[Exercise]: From the entries below, extract every line that includes the word "return".

(Records from a dataset)
──────────────────────────────
/// External configuration loader.
///
/// Reads `config.toml` from the executable's directory (or CWD).
/// Falls back to sensible defaults if the file is missing or incomplete.

use serde::Deserialize;
use std::path::PathBuf;
use std::time::Duration;

use crate::domain::grid::Grid;
use crate::sim::world::{Difficulty, Rules};

// ── Public Config Struct ──

#[derive(Clone, Debug)]
pub struct GameConfig {
    pub rules: Rules,
    pub difficulty: Difficulty,
    pub input: InputConfig,
    pub gamepad: GamepadConfig,
    pub log_file: bool,
}

#[derive(Clone, Debug)]
pub struct InputConfig {
    /// Minimum drag distance, in board cells, that counts as a swipe.
    pub swipe_threshold: f32,
    pub double_click: Duration,
}

#[derive(Clone, Debug)]
pub struct GamepadConfig {
    pub confirm: Vec<String>,
    pub pause: Vec<String>,
    pub menu: Vec<String>,
}

// ── TOML Schema (with serde defaults) ──

#[derive(Deserialize, Debug, Default)]
struct TomlConfig {
    #[serde(default)]
    board: TomlBoard,
    #[serde(default)]
    speed: TomlSpeed,
    #[serde(default)]
    powerup: TomlPowerup,
    #[serde(default)]
    input: TomlInput,
    #[serde(default)]
    gamepad: TomlGamepad,
    #[serde(default)]
    general: TomlGeneral,
}

#[derive(Deserialize, Debug)]
struct TomlBoard {
    #[serde(default = "default_width")]
    width: i32,
    #[serde(default = "default_height")]
    height: i32,
}

#[derive(Deserialize, Debug)]
struct TomlSpeed {
    #[serde(default = "default_easy")]
    easy_ms: u64,
    #[serde(default = "default_medium")]
    medium_ms: u64,
    #[serde(default = "default_hard")]
    hard_ms: u64,
    #[serde(default = "default_difficulty")]
    default_difficulty: String,
}

#[derive(Deserialize, Debug)]
struct TomlPowerup {
    #[serde(default = "default_spawn_chance")]
    spawn_chance: f64,
    #[serde(default = "default_lifetime")]
    lifetime_ms: u64,
}

#[derive(Deserialize, Debug)]
struct TomlInput {
    #[serde(default = "default_swipe_threshold")]
    swipe_threshold: f32,
    #[serde(default = "default_double_click")]
    double_click_ms: u64,
}

#[derive(Deserialize, Debug)]
struct TomlGamepad {
    #[serde(default = "default_confirm")]
    confirm: Vec<String>,
    #[serde(default = "default_pause")]
    pause: Vec<String>,
    #[serde(default = "default_menu")]
    menu: Vec<String>,
}

#[derive(Deserialize, Debug)]
struct TomlGeneral {
    #[serde(default = "default_log_file")]
    log_file: bool,
}

// ── Defaults ──

fn default_width() -> i32 { 30 }
fn default_height() -> i32 { 18 }
fn default_easy() -> u64 { 150 }
fn default_medium() -> u64 { 100 }
fn default_hard() -> u64 { 70 }
fn default_difficulty() -> String { "medium".into() }
fn default_spawn_chance() -> f64 { 0.01 }
fn default_lifetime() -> u64 { 10_000 }
fn default_swipe_threshold() -> f32 { 2.5 } // 50px at 20px per cell
fn default_double_click() -> u64 { 300 }
fn default_confirm() -> Vec<String> { vec!["Start".into(), "A".into()] }
fn default_pause() -> Vec<String> { vec!["Select".into()] }
fn default_menu() -> Vec<String> { vec!["B".into()] }
fn default_log_file() -> bool { true }

impl Default for TomlBoard {
    fn default() -> Self {
        TomlBoard { width: default_width(), height: default_height() }
    }
}

impl Default for TomlSpeed {
    fn default() -> Self {
        TomlSpeed {
            easy_ms: default_easy(),
            medium_ms: default_medium(),
            hard_ms: default_hard(),
            default_difficulty: default_difficulty(),
        }
    }
}

impl Default for TomlPowerup {
    fn default() -> Self {
        TomlPowerup { spawn_chance: default_spawn_chance(), lifetime_ms: default_lifetime() }
    }
}

impl Default for TomlInput {
    fn default() -> Self {
        TomlInput {
            swipe_threshold: default_swipe_threshold(),
            double_click_ms: default_double_click(),
        }
    }
}

impl Default for TomlGamepad {
    fn default() -> Self {
        TomlGamepad {
            confirm: default_confirm(),
            pause: default_pause(),
            menu: default_menu(),
        }
    }
}

impl Default for TomlGeneral {
    fn default() -> Self {
        TomlGeneral { log_file: default_log_file() }
    }
}

// ── Loading ──

impl GameConfig {
    /// Load config from `config.toml`.
    /// Search order: (1) exe directory, (2) current working directory.
    /// Missing file or missing keys gracefully fall back to defaults.
    pub fn load() -> Self {
        let search_dirs = candidate_dirs();
        Self::from_toml(load_toml(&search_dirs))
    }

    /// Parse config text directly. Errors carry the TOML diagnostic.
    pub fn parse(text: &str) -> Result<Self, String> {
        toml::from_str::<TomlConfig>(text)
            .map(Self::from_toml)
            .map_err(|e| e.to_string())
    }

    fn from_toml(cfg: TomlConfig) -> Self {
        let difficulty = Difficulty::from_name(&cfg.speed.default_difficulty).unwrap_or_else(|| {
            // Config loads before the logger is up, so warn on stderr too.
            eprintln!("Warning: unknown default_difficulty {:?}, using Medium", cfg.speed.default_difficulty);
            crate::log!("unknown default_difficulty {:?}, using Medium", cfg.speed.default_difficulty);
            Difficulty::Medium
        });

        GameConfig {
            rules: Rules {
                grid: Grid::new(cfg.board.width.clamp(4, 200), cfg.board.height.clamp(2, 100)),
                easy_period: period(cfg.speed.easy_ms),
                medium_period: period(cfg.speed.medium_ms),
                hard_period: period(cfg.speed.hard_ms),
                powerup_chance: cfg.powerup.spawn_chance.clamp(0.0, 1.0),
                powerup_lifetime: Duration::from_millis(cfg.powerup.lifetime_ms),
            },
            difficulty,
            input: InputConfig {
                swipe_threshold: cfg.input.swipe_threshold.max(0.5),
                double_click: Duration::from_millis(cfg.input.double_click_ms),
            },
            gamepad: GamepadConfig {
                confirm: cfg.gamepad.confirm,
                pause: cfg.gamepad.pause,
                menu: cfg.gamepad.menu,
            },
            log_file: cfg.general.log_file,
        }
    }
}

impl Default for GameConfig {
    fn default() -> Self {
        Self::from_toml(TomlConfig::default())
    }
}

/// Tick periods below 10ms are unplayable in a terminal.
fn period(ms: u64) -> Duration {
    Duration::from_millis(ms.max(10))
}

/// Candidate directories to search: exe dir + CWD + system paths (deduplicated).
fn candidate_dirs() -> Vec<PathBuf> {
    let mut dirs = vec![];

    // 1. Directory of the running executable
    if let Ok(exe) = std::env::current_exe() {
        let resolved = exe.canonicalize().unwrap_or(exe);
        if let Some(parent) = resolved.parent() {
            dirs.push(parent.to_path_buf());
        }
    }

    // 2. Current working directory
    if let Ok(cwd) = std::env::current_dir() {
        if !dirs.iter().any(|d| d == &cwd) {
            dirs.push(cwd);
        }
    }

    // 3. XDG data home (~/.local/share/wrapsnake)
    if let Ok(home) = std::env::var("HOME") {
        let xdg = PathBuf::from(&home).join(".local/share/wrapsnake");
        if xdg.is_dir() && !dirs.iter().any(|d| d == &xdg) {
            dirs.push(xdg);
        }
    }

    // 4. System data directory
    let sys = PathBuf::from("/usr/share/wrapsnake");
    if sys.is_dir() && !dirs.iter().any(|d| d == &sys) {
        dirs.push(sys);
    }

    if dirs.is_empty() {
        dirs.push(PathBuf::from("."));
    }

    dirs
}

/// Search for config.toml in candidate directories.
fn load_toml(search_dirs: &[PathBuf]) -> TomlConfig {
    for dir in search_dirs {
        let path = dir.join("config.toml");
        if path.exists() {
            match std::fs::read_to_string(&path) {
                Ok(text) => match toml::from_str::<TomlConfig>(&text) {
                    Ok(cfg) => return cfg,
                    Err(e) => {
                        eprintln!("Warning: config.toml parse error: {e}");
                        eprintln!("Using default settings.");
                        crate::log!("config.toml parse error: {e}");
                        return TomlConfig::default();
                    }
                },
                Err(e) => {
                    eprintln!("Warning: could not read {}: {e}", path.display());
                }
            }
        }
    }
    TomlConfig::default()
}
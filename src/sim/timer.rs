/// Fixed-period tick scheduler.
///
/// The session arms it on start/resume and disarms it on pause, game over
/// and menu. Arming replaces any previous schedule, so at most one tick
/// stream exists at a time.

use std::time::{Duration, Instant};

#[derive(Clone, Debug)]
pub struct TickTimer {
    period: Duration,
    next_due: Option<Instant>,
}

impl TickTimer {
    pub fn new() -> Self {
        TickTimer { period: Duration::ZERO, next_due: None }
    }

    /// (Re)start ticking every `period`, first tick one period from `now`.
    pub fn arm(&mut self, period: Duration, now: Instant) {
        self.period = period;
        self.next_due = Some(now + period);
    }

    pub fn disarm(&mut self) {
        self.next_due = None;
    }

    pub fn is_armed(&self) -> bool {
        self.next_due.is_some()
    }

    pub fn period(&self) -> Duration {
        self.period
    }

    /// Consume one due tick, if any.
    ///
    /// Missed periods are not replayed: if the loop stalled for several
    /// periods, the next tick is scheduled from `now`.
    pub fn fire(&mut self, now: Instant) -> bool {
        let due = match self.next_due {
            Some(t) => t,
            None => return false,
        };
        if now < due {
            return false;
        }
        let next = due + self.period;
        self.next_due = Some(if next <= now { now + self.period } else { next });
        true
    }
}

impl Default for TickTimer {
    fn default() -> Self {
        Self::new()
    }
}

#[cfg(test)]
mod tests {
    use super::*;

    const P: Duration = Duration::from_millis(100);

    #[test]
    fn disarmed_never_fires() {
        let mut t = TickTimer::new();
        assert!(!t.fire(Instant::now() + Duration::from_secs(5)));
    }

    #[test]
    fn fires_once_per_period() {
        let t0 = Instant::now();
        let mut t = TickTimer::new();
        t.arm(P, t0);
        assert!(!t.fire(t0 + Duration::from_millis(99)));
        assert!(t.fire(t0 + P));
        assert!(!t.fire(t0 + P));
        assert!(t.fire(t0 + 2 * P));
    }

    #[test]
    fn stall_does_not_burst() {
        let t0 = Instant::now();
        let mut t = TickTimer::new();
        t.arm(P, t0);
        let late = t0 + Duration::from_millis(750);
        assert!(t.fire(late));
        assert!(!t.fire(late));
        assert!(t.fire(late + P));
    }

    #[test]
    fn rearm_replaces_schedule() {
        let t0 = Instant::now();
        let mut t = TickTimer::new();
        t.arm(P, t0);
        t.arm(Duration::from_millis(150), t0 + Duration::from_millis(50));
        assert_eq!(t.period(), Duration::from_millis(150));
        // Old schedule would have fired at 100ms.
        assert!(!t.fire(t0 + Duration::from_millis(100)));
        assert!(t.fire(t0 + Duration::from_millis(200)));
    }

    #[test]
    fn disarm_stops_ticks() {
        let t0 = Instant::now();
        let mut t = TickTimer::new();
        t.arm(P, t0);
        t.disarm();
        assert!(!t.is_armed());
        assert!(!t.fire(t0 + 3 * P));
    }
}
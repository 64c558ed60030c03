/// Entry point and game loop.

mod config;
mod domain;
mod logger;
mod sim;
mod ui;

use std::time::{Duration, Instant};

use rand::Rng;

use config::GameConfig;
use sim::event::GameEvent;
use sim::save::{self, HighScoreStore};
use sim::session::{Command, Session};
use sim::world::Phase;
use ui::controls;
use ui::effects::Effects;
use ui::gamepad::GamepadState;
use ui::gesture::PointerTracker;
use ui::input::InputState;
use ui::renderer::Renderer;
use ui::sound::SoundEngine;

const FRAME_SLEEP: Duration = Duration::from_millis(5);
const NOTICE_TIME: Duration = Duration::from_secs(3);
/// Blink and pulse animations advance once per this many milliseconds.
const ANIM_STEP_MS: u128 = 50;

fn main() {
    let config = GameConfig::load();

    if config.log_file {
        let path = save::data_dir().join("wrapsnake.log");
        if let Err(e) = logger::init_logger(Some(&path)) {
            eprintln!("Warning: {e}");
        }
    }
    log!(
        "start: board {}x{}, difficulty {}",
        config.rules.grid.width,
        config.rules.grid.height,
        config.difficulty.label()
    );

    let mut store = HighScoreStore::open_default();
    log!("high score {} from {}", store.best(), store.path().display());

    let mut session = Session::new(config.rules.clone(), store.best(), config.difficulty);
    let mut renderer = Renderer::new(config.rules.grid);

    if let Err(e) = renderer.init() {
        eprintln!("Terminal init failed: {e}");
        return;
    }

    let sound = SoundEngine::new();
    if sound.is_none() {
        log!("no audio output; sound disabled");
    }

    let result = game_loop(&mut session, &mut store, &mut renderer, sound.as_ref(), &config);

    if let Err(e) = renderer.cleanup() {
        eprintln!("Terminal cleanup failed: {e}");
    }

    if let Err(e) = result {
        log!("game error: {e}");
        eprintln!("Game error: {e}");
    }

    println!();
    println!("Thanks for playing Wrap Snake!");
    println!("High Score: {}", session.state.high_score);
}

/// Frame-local state the loop threads through its helpers.
struct Frame<'a> {
    sound: Option<&'a SoundEngine>,
    effects: Effects,
    notice: Option<(String, Instant)>,
}

fn game_loop(
    session: &mut Session,
    store: &mut HighScoreStore,
    renderer: &mut Renderer,
    sound: Option<&SoundEngine>,
    config: &GameConfig,
) -> Result<(), Box<dyn std::error::Error>> {
    let mut kb = InputState::new();
    let mut gp = GamepadState::new();
    gp.load_button_config(&config.gamepad);
    let mut pointer = PointerTracker::new(&config.input);
    let mut rng = rand::rng();
    let mut frame = Frame { sound, effects: Effects::new(), notice: None };

    let started = Instant::now();
    let mut last_frame = started;

    loop {
        kb.drain_events();
        gp.update();

        if kb.ctrl_c_pressed() {
            break;
        }

        let now = Instant::now();

        // Commands are applied one at a time so a key that changes the
        // phase is seen by the next key in the same frame.
        for &code in kb.presses() {
            let phase = session.phase();
            if controls::quits(phase, code) {
                return Ok(());
            }
            if let Some(cmd) = controls::key_command(phase, code) {
                run_command(session, cmd, now, &mut rng, &mut frame);
            }
        }
        for &ev in &kb.pointer {
            if let Some(cmd) = pointer.handle(ev, session.phase(), renderer.layout(), now) {
                run_command(session, cmd, now, &mut rng, &mut frame);
            }
        }
        for cmd in controls::gamepad_commands(session.phase(), &gp) {
            run_command(session, cmd, now, &mut rng, &mut frame);
        }

        for ev in session.poll(now, &mut rng) {
            handle_event(&ev, session, store, &mut rng, &mut frame, now);
        }

        if !frame.effects.is_empty() {
            frame.effects.update(now.saturating_duration_since(last_frame));
        }
        last_frame = now;
        if matches!(frame.notice, Some((_, until)) if until <= now) {
            frame.notice = None;
        }

        let anim = (now.duration_since(started).as_millis() / ANIM_STEP_MS) as u64;
        let notice = frame.notice.as_ref().map(|(m, _)| m.as_str());
        renderer.render(session, &frame.effects, notice, now, anim)?;

        std::thread::sleep(FRAME_SLEEP);
    }

    Ok(())
}

fn run_command<R: Rng + ?Sized>(session: &mut Session, cmd: Command, now: Instant, rng: &mut R, frame: &mut Frame) {
    let before = session.phase();
    if !session.apply(cmd, now, rng) {
        return;
    }
    let after = session.phase();
    if before != after {
        log!("{:?} -> {:?} ({:?})", before, after, cmd);
    }
    if matches!(cmd, Command::Start | Command::Restart) {
        frame.effects.clear();
        log!("new game on {}", session.state.difficulty.label());
    }
}

fn handle_event<R: Rng + ?Sized>(
    ev: &GameEvent,
    session: &Session,
    store: &mut HighScoreStore,
    rng: &mut R,
    frame: &mut Frame,
    now: Instant,
) {
    frame.effects.on_event(ev, rng);
    match *ev {
        GameEvent::AteFood { .. } => {
            if let Some(s) = frame.sound { s.play_eat(); }
        }
        GameEvent::AtePowerup { cell } => {
            if let Some(s) = frame.sound { s.play_powerup(); }
            log!("powerup taken at ({}, {})", cell.x, cell.y);
        }
        GameEvent::PowerupSpawned { cell } => {
            log!("powerup spawned at ({}, {})", cell.x, cell.y);
        }
        GameEvent::PowerupExpired { cell } => {
            log!("powerup expired at ({}, {})", cell.x, cell.y);
        }
        GameEvent::NewHighScore { score } => {
            if let Err(e) = store.record(score) {
                log!("{e}");
                frame.notice = Some((e, now + NOTICE_TIME));
            }
        }
        GameEvent::GameOver { score } => {
            if let Some(s) = frame.sound { s.play_game_over(); }
            let state = &session.state;
            if state.is_new_high_score() {
                log!("game over: score {score}, new high score (was {})", state.high_score_at_start);
            } else {
                log!("game over: score {score}, high score {}", state.high_score);
            }
            debug_assert_eq!(session.phase(), Phase::GameOver);
        }
    }
}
──────────────────────────────
[Response below]:
                    Ok(cfg) => return cfg,
                        return TomlConfig::default();
            None => return false,
            return false;
        return;
                return Ok(());
        return;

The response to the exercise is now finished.